Extracted entries:
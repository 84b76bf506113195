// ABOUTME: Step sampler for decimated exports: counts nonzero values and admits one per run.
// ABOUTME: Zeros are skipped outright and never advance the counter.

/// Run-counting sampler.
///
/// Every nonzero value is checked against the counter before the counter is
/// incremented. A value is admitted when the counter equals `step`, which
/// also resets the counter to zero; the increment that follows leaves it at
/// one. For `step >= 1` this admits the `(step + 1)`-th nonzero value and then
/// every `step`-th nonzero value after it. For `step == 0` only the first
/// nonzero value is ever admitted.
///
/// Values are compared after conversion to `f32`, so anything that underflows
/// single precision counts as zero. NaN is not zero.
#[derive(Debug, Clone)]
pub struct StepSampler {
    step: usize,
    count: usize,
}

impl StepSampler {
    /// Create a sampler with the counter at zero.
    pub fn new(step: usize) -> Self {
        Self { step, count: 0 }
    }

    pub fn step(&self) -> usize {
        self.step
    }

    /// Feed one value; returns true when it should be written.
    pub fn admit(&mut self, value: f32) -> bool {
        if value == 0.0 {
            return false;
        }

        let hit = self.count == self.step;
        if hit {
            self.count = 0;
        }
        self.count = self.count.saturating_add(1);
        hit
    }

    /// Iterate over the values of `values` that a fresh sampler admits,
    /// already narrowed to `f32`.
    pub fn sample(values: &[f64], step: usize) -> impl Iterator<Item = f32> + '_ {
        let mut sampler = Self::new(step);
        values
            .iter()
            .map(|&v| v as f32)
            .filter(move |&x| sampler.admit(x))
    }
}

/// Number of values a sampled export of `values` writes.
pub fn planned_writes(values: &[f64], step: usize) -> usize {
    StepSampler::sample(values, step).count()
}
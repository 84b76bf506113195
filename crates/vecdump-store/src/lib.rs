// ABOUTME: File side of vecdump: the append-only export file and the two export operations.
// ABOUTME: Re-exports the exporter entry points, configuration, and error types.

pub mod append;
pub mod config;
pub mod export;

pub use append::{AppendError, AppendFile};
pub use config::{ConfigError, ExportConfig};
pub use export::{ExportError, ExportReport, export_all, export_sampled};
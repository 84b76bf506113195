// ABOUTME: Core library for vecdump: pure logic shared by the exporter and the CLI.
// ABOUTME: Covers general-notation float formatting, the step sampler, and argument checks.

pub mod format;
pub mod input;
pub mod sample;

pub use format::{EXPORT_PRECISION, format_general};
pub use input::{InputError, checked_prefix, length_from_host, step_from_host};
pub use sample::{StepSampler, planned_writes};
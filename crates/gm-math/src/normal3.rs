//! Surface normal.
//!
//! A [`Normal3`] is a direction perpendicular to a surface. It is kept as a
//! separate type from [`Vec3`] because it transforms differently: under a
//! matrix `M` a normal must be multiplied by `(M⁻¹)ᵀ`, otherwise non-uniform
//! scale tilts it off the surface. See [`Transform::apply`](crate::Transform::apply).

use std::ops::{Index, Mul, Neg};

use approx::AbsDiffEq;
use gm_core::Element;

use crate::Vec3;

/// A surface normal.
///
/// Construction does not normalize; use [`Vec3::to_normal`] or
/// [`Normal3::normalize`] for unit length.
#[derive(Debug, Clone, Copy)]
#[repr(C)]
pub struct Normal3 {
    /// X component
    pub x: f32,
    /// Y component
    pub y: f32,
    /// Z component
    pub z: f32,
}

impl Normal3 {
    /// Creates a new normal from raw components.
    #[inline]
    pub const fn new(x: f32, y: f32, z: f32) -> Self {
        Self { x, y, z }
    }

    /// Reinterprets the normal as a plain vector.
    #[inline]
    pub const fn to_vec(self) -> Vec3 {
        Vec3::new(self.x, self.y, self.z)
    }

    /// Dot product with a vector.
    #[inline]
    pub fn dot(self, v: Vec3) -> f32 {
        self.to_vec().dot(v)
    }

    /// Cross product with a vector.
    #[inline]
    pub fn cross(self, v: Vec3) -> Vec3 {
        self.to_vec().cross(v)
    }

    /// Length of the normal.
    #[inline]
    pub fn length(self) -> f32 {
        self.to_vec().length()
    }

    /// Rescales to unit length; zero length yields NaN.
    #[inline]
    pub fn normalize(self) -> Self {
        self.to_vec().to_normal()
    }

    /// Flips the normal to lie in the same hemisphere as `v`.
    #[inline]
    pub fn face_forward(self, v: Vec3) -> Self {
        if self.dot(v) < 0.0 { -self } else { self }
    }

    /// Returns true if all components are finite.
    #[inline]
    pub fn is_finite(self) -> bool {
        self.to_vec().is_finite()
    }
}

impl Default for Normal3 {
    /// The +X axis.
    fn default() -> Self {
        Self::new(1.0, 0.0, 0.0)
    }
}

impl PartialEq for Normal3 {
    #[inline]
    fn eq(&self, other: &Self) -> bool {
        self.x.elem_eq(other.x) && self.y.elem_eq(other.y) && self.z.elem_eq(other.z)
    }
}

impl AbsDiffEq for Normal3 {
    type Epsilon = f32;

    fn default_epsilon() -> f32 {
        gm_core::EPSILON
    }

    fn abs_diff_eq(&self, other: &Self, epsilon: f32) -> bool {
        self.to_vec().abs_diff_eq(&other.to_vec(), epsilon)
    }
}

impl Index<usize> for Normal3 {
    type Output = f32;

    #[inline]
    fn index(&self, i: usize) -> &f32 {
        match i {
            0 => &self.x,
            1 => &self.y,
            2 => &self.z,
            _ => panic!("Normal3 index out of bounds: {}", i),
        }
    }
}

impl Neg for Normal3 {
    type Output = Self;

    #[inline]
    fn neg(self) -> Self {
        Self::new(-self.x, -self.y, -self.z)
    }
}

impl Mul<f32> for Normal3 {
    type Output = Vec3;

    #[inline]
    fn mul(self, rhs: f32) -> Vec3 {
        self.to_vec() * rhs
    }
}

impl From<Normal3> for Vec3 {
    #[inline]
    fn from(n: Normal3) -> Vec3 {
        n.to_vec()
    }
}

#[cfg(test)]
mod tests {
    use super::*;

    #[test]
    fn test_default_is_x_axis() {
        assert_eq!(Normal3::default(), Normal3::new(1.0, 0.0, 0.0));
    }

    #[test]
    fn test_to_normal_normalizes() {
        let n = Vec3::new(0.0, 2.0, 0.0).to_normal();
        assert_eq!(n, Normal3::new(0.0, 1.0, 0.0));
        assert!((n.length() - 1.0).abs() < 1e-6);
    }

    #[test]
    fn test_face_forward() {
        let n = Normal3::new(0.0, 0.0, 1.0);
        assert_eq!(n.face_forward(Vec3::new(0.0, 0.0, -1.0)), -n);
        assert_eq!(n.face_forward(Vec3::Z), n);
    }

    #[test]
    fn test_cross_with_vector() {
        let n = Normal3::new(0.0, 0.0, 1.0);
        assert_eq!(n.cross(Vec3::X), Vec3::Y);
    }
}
---
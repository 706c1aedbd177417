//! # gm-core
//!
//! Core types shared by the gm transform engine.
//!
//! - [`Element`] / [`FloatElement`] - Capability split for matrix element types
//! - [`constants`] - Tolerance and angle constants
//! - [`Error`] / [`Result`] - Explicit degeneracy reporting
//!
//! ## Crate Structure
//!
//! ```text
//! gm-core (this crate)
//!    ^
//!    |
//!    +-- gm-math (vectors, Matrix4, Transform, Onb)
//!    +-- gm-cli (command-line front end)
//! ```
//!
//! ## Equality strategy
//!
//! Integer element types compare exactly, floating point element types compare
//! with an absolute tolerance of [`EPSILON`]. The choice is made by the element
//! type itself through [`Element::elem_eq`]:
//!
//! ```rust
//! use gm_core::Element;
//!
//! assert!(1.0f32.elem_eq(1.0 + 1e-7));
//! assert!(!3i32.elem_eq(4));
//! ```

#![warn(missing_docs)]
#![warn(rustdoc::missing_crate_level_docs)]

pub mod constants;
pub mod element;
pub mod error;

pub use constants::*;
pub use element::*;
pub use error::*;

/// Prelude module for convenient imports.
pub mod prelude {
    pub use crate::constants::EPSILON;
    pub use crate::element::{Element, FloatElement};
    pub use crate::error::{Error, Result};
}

Your task: Copy the lines that hold the word "Clone". Take them from the records above.

Task solution:
#[derive(Debug, Clone)]
#[derive(Debug, Clone, Copy)]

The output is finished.